Assignment → Print every line of the records below exactly as it reads.

Exercise materials →
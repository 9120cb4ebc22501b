//! Daily completion tracking.
//!
//! Owns today's completed habit slots, the per-day history of completion
//! counts, and the lifetime completion counter. History is only written
//! through today's toggles.

use chrono::NaiveDate;
use serde::{Deserialize, Serialize};
use std::collections::BTreeSet;
use std::fmt;
use std::str::FromStr;

use crate::error::{Result, ValidationError};
use crate::setup::{HABITS_PER_GOAL, SELECTED_GOAL_COUNT};
use crate::streak::CompletionHistory;

/// One habit slot: `(goal_index, habit_index)`.
#[derive(Debug, Clone, Copy, PartialEq, Eq, Hash, PartialOrd, Ord)]
pub struct CompletionKey {
    pub goal_index: usize,
    pub habit_index: usize,
}

impl CompletionKey {
    pub fn new(goal_index: usize, habit_index: usize) -> Self {
        Self {
            goal_index,
            habit_index,
        }
    }

    /// Reject keys that do not name a habit slot.
    pub fn validate(&self) -> Result<()> {
        if self.goal_index >= SELECTED_GOAL_COUNT {
            return Err(ValidationError::OutOfBounds {
                collection: "goalIndex".into(),
                index: self.goal_index,
                len: SELECTED_GOAL_COUNT,
            }
            .into());
        }
        if self.habit_index >= HABITS_PER_GOAL {
            return Err(ValidationError::OutOfBounds {
                collection: "habitIndex".into(),
                index: self.habit_index,
                len: HABITS_PER_GOAL,
            }
            .into());
        }
        Ok(())
    }
}

/// Persisted as `"goalIndex-habitIndex"`.
impl fmt::Display for CompletionKey {
    fn fmt(&self, f: &mut fmt::Formatter<'_>) -> fmt::Result {
        write!(f, "{}-{}", self.goal_index, self.habit_index)
    }
}

impl FromStr for CompletionKey {
    type Err = ValidationError;

    fn from_str(s: &str) -> std::result::Result<Self, Self::Err> {
        let invalid = || ValidationError::InvalidValue {
            field: "completionKey".into(),
            message: format!("expected 'goal-habit', got '{s}'"),
        };
        let (goal, habit) = s.split_once('-').ok_or_else(invalid)?;
        let goal_index = goal.trim().parse().map_err(|_| invalid())?;
        let habit_index = habit.trim().parse().map_err(|_| invalid())?;
        Ok(Self::new(goal_index, habit_index))
    }
}

impl Serialize for CompletionKey {
    fn serialize<S: serde::Serializer>(&self, serializer: S) -> std::result::Result<S::Ok, S::Error> {
        serializer.collect_str(self)
    }
}

impl<'de> Deserialize<'de> for CompletionKey {
    fn deserialize<D: serde::Deserializer<'de>>(deserializer: D) -> std::result::Result<Self, D::Error> {
        let raw = String::deserialize(deserializer)?;
        raw.parse().map_err(serde::de::Error::custom)
    }
}

/// Result of a single toggle.
#[derive(Debug, Clone, Copy, PartialEq, Eq)]
pub struct Toggle {
    pub key: CompletionKey,
    /// State after the flip.
    pub completed: bool,
    /// `|today|` after the flip, also written to history.
    pub completed_today: u32,
    pub total_completed: u64,
}

#[derive(Debug, Clone, Default, PartialEq, Eq, Serialize, Deserialize)]
pub struct CompletionTracker {
    today: BTreeSet<CompletionKey>,
    history: CompletionHistory,
    total_completed: u64,
}

impl CompletionTracker {
    pub fn new() -> Self {
        Self::default()
    }

    pub fn hydrate(
        today: BTreeSet<CompletionKey>,
        history: CompletionHistory,
        total_completed: u64,
    ) -> Self {
        Self {
            today,
            history,
            total_completed,
        }
    }

    pub fn today(&self) -> &BTreeSet<CompletionKey> {
        &self.today
    }

    pub fn history(&self) -> &CompletionHistory {
        &self.history
    }

    pub fn total_completed(&self) -> u64 {
        self.total_completed
    }

    pub fn is_completed(&self, key: &CompletionKey) -> bool {
        self.today.contains(key)
    }

    pub fn count_on(&self, date: NaiveDate) -> u32 {
        self.history.get(&date).copied().unwrap_or(0)
    }

    /// Flip `key` for `today`.
    ///
    /// History for `today` is overwritten with the new cardinality of the
    /// set. The lifetime counter moves by one in the direction of the flip
    /// and never drops below zero.
    pub fn toggle(&mut self, key: CompletionKey, today: NaiveDate) -> Result<Toggle> {
        key.validate()?;
        let completed = if self.today.remove(&key) {
            self.total_completed = self.total_completed.saturating_sub(1);
            false
        } else {
            self.today.insert(key);
            self.total_completed += 1;
            true
        };
        let completed_today = self.today.len() as u32;
        self.history.insert(today, completed_today);
        tracing::debug!(
            key = %key,
            completed,
            completed_today,
            total = self.total_completed,
            "habit toggled"
        );
        Ok(Toggle {
            key,
            completed,
            completed_today,
            total_completed: self.total_completed,
        })
    }

    /// Start a new day. Yesterday's count is already in history.
    pub fn clear_today(&mut self) -> usize {
        let cleared = self.today.len();
        self.today.clear();
        cleared
    }
}

#[cfg(test)]
mod tests {
    use super::*;

    fn day() -> NaiveDate {
        NaiveDate::from_ymd_opt(2024, 5, 6).unwrap()
    }

    #[test]
    fn toggle_on_records_count_and_total() {
        let mut t = CompletionTracker::new();
        let r = t.toggle(CompletionKey::new(0, 1), day()).unwrap();
        assert!(r.completed);
        assert_eq!(t.count_on(day()), 1);
        assert_eq!(t.total_completed(), 1);
    }

    #[test]
    fn history_is_cardinality_not_running_sum() {
        let mut t = CompletionTracker::new();
        t.toggle(CompletionKey::new(0, 0), day()).unwrap();
        t.toggle(CompletionKey::new(1, 0), day()).unwrap();
        t.toggle(CompletionKey::new(0, 0), day()).unwrap();
        assert_eq!(t.count_on(day()), 1);
        assert_eq!(t.total_completed(), 1);
    }

    #[test]
    fn double_toggle_restores_state() {
        let mut t = CompletionTracker::hydrate(BTreeSet::new(), CompletionHistory::new(), 9);
        t.toggle(CompletionKey::new(0, 0), day()).unwrap();
        t.toggle(CompletionKey::new(1, 2), day()).unwrap();
        t.toggle(CompletionKey::new(1, 2), day()).unwrap();
        assert_eq!(t.total_completed(), 10);
        assert_eq!(t.count_on(day()), 1);
    }

    #[test]
    fn uncheck_floors_total_at_zero() {
        let mut today = BTreeSet::new();
        today.insert(CompletionKey::new(0, 0));
        let mut t = CompletionTracker::hydrate(today, CompletionHistory::new(), 0);
        let r = t.toggle(CompletionKey::new(0, 0), day()).unwrap();
        assert!(!r.completed);
        assert_eq!(t.total_completed(), 0);
        assert_eq!(t.count_on(day()), 0);
    }

    #[test]
    fn out_of_range_key_is_rejected() {
        let mut t = CompletionTracker::new();
        assert!(t.toggle(CompletionKey::new(2, 0), day()).is_err());
        assert!(t.toggle(CompletionKey::new(0, 3), day()).is_err());
        assert!(t.history().is_empty());
    }

    #[test]
    fn clear_today_keeps_history() {
        let mut t = CompletionTracker::new();
        t.toggle(CompletionKey::new(0, 0), day()).unwrap();
        assert_eq!(t.clear_today(), 1);
        assert!(t.today().is_empty());
        assert_eq!(t.count_on(day()), 1);
    }

    #[test]
    fn key_text_form() {
        let key: CompletionKey = "1-2".parse().unwrap();
        assert_eq!(key, CompletionKey::new(1, 2));
        assert_eq!(key.to_string(), "1-2");
        assert!("12".parse::<CompletionKey>().is_err());
        assert!("a-b".parse::<CompletionKey>().is_err());
    }
}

Response box →
repository 9120cb4ebc22501b
//! Daily completion tracking.
//!
//! Owns today's completed habit slots, the per-day history of completion
//! counts, and the lifetime completion counter. History is only written
//! through today's toggles.

use chrono::NaiveDate;
use serde::{Deserialize, Serialize};
use std::collections::BTreeSet;
use std::fmt;
use std::str::FromStr;

use crate::error::{Result, ValidationError};
use crate::setup::{HABITS_PER_GOAL, SELECTED_GOAL_COUNT};
use crate::streak::CompletionHistory;

/// One habit slot: `(goal_index, habit_index)`.
#[derive(Debug, Clone, Copy, PartialEq, Eq, Hash, PartialOrd, Ord)]
pub struct CompletionKey {
    pub goal_index: usize,
    pub habit_index: usize,
}

impl CompletionKey {
    pub fn new(goal_index: usize, habit_index: usize) -> Self {
        Self {
            goal_index,
            habit_index,
        }
    }

    /// Reject keys that do not name a habit slot.
    pub fn validate(&self) -> Result<()> {
        if self.goal_index >= SELECTED_GOAL_COUNT {
            return Err(ValidationError::OutOfBounds {
                collection: "goalIndex".into(),
                index: self.goal_index,
                len: SELECTED_GOAL_COUNT,
            }
            .into());
        }
        if self.habit_index >= HABITS_PER_GOAL {
            return Err(ValidationError::OutOfBounds {
                collection: "habitIndex".into(),
                index: self.habit_index,
                len: HABITS_PER_GOAL,
            }
            .into());
        }
        Ok(())
    }
}

/// Persisted as `"goalIndex-habitIndex"`.
impl fmt::Display for CompletionKey {
    fn fmt(&self, f: &mut fmt::Formatter<'_>) -> fmt::Result {
        write!(f, "{}-{}", self.goal_index, self.habit_index)
    }
}

impl FromStr for CompletionKey {
    type Err = ValidationError;

    fn from_str(s: &str) -> std::result::Result<Self, Self::Err> {
        let invalid = || ValidationError::InvalidValue {
            field: "completionKey".into(),
            message: format!("expected 'goal-habit', got '{s}'"),
        };
        let (goal, habit) = s.split_once('-').ok_or_else(invalid)?;
        let goal_index = goal.trim().parse().map_err(|_| invalid())?;
        let habit_index = habit.trim().parse().map_err(|_| invalid())?;
        Ok(Self::new(goal_index, habit_index))
    }
}

impl Serialize for CompletionKey {
    fn serialize<S: serde::Serializer>(&self, serializer: S) -> std::result::Result<S::Ok, S::Error> {
        serializer.collect_str(self)
    }
}

impl<'de> Deserialize<'de> for CompletionKey {
    fn deserialize<D: serde::Deserializer<'de>>(deserializer: D) -> std::result::Result<Self, D::Error> {
        let raw = String::deserialize(deserializer)?;
        raw.parse().map_err(serde::de::Error::custom)
    }
}

/// Result of a single toggle.
#[derive(Debug, Clone, Copy, PartialEq, Eq)]
pub struct Toggle {
    pub key: CompletionKey,
    /// State after the flip.
    pub completed: bool,
    /// `|today|` after the flip, also written to history.
    pub completed_today: u32,
    pub total_completed: u64,
}

#[derive(Debug, Clone, Default, PartialEq, Eq, Serialize, Deserialize)]
pub struct CompletionTracker {
    today: BTreeSet<CompletionKey>,
    history: CompletionHistory,
    total_completed: u64,
}

impl CompletionTracker {
    pub fn new() -> Self {
        Self::default()
    }

    pub fn hydrate(
        today: BTreeSet<CompletionKey>,
        history: CompletionHistory,
        total_completed: u64,
    ) -> Self {
        Self {
            today,
            history,
            total_completed,
        }
    }

    pub fn today(&self) -> &BTreeSet<CompletionKey> {
        &self.today
    }

    pub fn history(&self) -> &CompletionHistory {
        &self.history
    }

    pub fn total_completed(&self) -> u64 {
        self.total_completed
    }

    pub fn is_completed(&self, key: &CompletionKey) -> bool {
        self.today.contains(key)
    }

    pub fn count_on(&self, date: NaiveDate) -> u32 {
        self.history.get(&date).copied().unwrap_or(0)
    }

    /// Flip `key` for `today`.
    ///
    /// History for `today` is overwritten with the new cardinality of the
    /// set. The lifetime counter moves by one in the direction of the flip
    /// and never drops below zero.
    pub fn toggle(&mut self, key: CompletionKey, today: NaiveDate) -> Result<Toggle> {
        key.validate()?;
        let completed = if self.today.remove(&key) {
            self.total_completed = self.total_completed.saturating_sub(1);
            false
        } else {
            self.today.insert(key);
            self.total_completed += 1;
            true
        };
        let completed_today = self.today.len() as u32;
        self.history.insert(today, completed_today);
        tracing::debug!(
            key = %key,
            completed,
            completed_today,
            total = self.total_completed,
            "habit toggled"
        );
        Ok(Toggle {
            key,
            completed,
            completed_today,
            total_completed: self.total_completed,
        })
    }

    /// Start a new day. Yesterday's count is already in history.
    pub fn clear_today(&mut self) -> usize {
        let cleared = self.today.len();
        self.today.clear();
        cleared
    }
}

#[cfg(test)]
mod tests {
    use super::*;

    fn day() -> NaiveDate {
        NaiveDate::from_ymd_opt(2024, 5, 6).unwrap()
    }

    #[test]
    fn toggle_on_records_count_and_total() {
        let mut t = CompletionTracker::new();
        let r = t.toggle(CompletionKey::new(0, 1), day()).unwrap();
        assert!(r.completed);
        assert_eq!(t.count_on(day()), 1);
        assert_eq!(t.total_completed(), 1);
    }

    #[test]
    fn history_is_cardinality_not_running_sum() {
        let mut t = CompletionTracker::new();
        t.toggle(CompletionKey::new(0, 0), day()).unwrap();
        t.toggle(CompletionKey::new(1, 0), day()).unwrap();
        t.toggle(CompletionKey::new(0, 0), day()).unwrap();
        assert_eq!(t.count_on(day()), 1);
        assert_eq!(t.total_completed(), 1);
    }

    #[test]
    fn double_toggle_restores_state() {
        let mut t = CompletionTracker::hydrate(BTreeSet::new(), CompletionHistory::new(), 9);
        t.toggle(CompletionKey::new(0, 0), day()).unwrap();
        t.toggle(CompletionKey::new(1, 2), day()).unwrap();
        t.toggle(CompletionKey::new(1, 2), day()).unwrap();
        assert_eq!(t.total_completed(), 10);
        assert_eq!(t.count_on(day()), 1);
    }

    #[test]
    fn uncheck_floors_total_at_zero() {
        let mut today = BTreeSet::new();
        today.insert(CompletionKey::new(0, 0));
        let mut t = CompletionTracker::hydrate(today, CompletionHistory::new(), 0);
        let r = t.toggle(CompletionKey::new(0, 0), day()).unwrap();
        assert!(!r.completed);
        assert_eq!(t.total_completed(), 0);
        assert_eq!(t.count_on(day()), 0);
    }

    #[test]
    fn out_of_range_key_is_rejected() {
        let mut t = CompletionTracker::new();
        assert!(t.toggle(CompletionKey::new(2, 0), day()).is_err());
        assert!(t.toggle(CompletionKey::new(0, 3), day()).is_err());
        assert!(t.history().is_empty());
    }

    #[test]
    fn clear_today_keeps_history() {
        let mut t = CompletionTracker::new();
        t.toggle(CompletionKey::new(0, 0), day()).unwrap();
        assert_eq!(t.clear_today(), 1);
        assert!(t.today().is_empty());
        assert_eq!(t.count_on(day()), 1);
    }

    #[test]
    fn key_text_form() {
        let key: CompletionKey = "1-2".parse().unwrap();
        assert_eq!(key, CompletionKey::new(1, 2));
        assert_eq!(key.to_string(), "1-2");
        assert!("12".parse::<CompletionKey>().is_err());
        assert!("a-b".parse::<CompletionKey>().is_err());
    }
}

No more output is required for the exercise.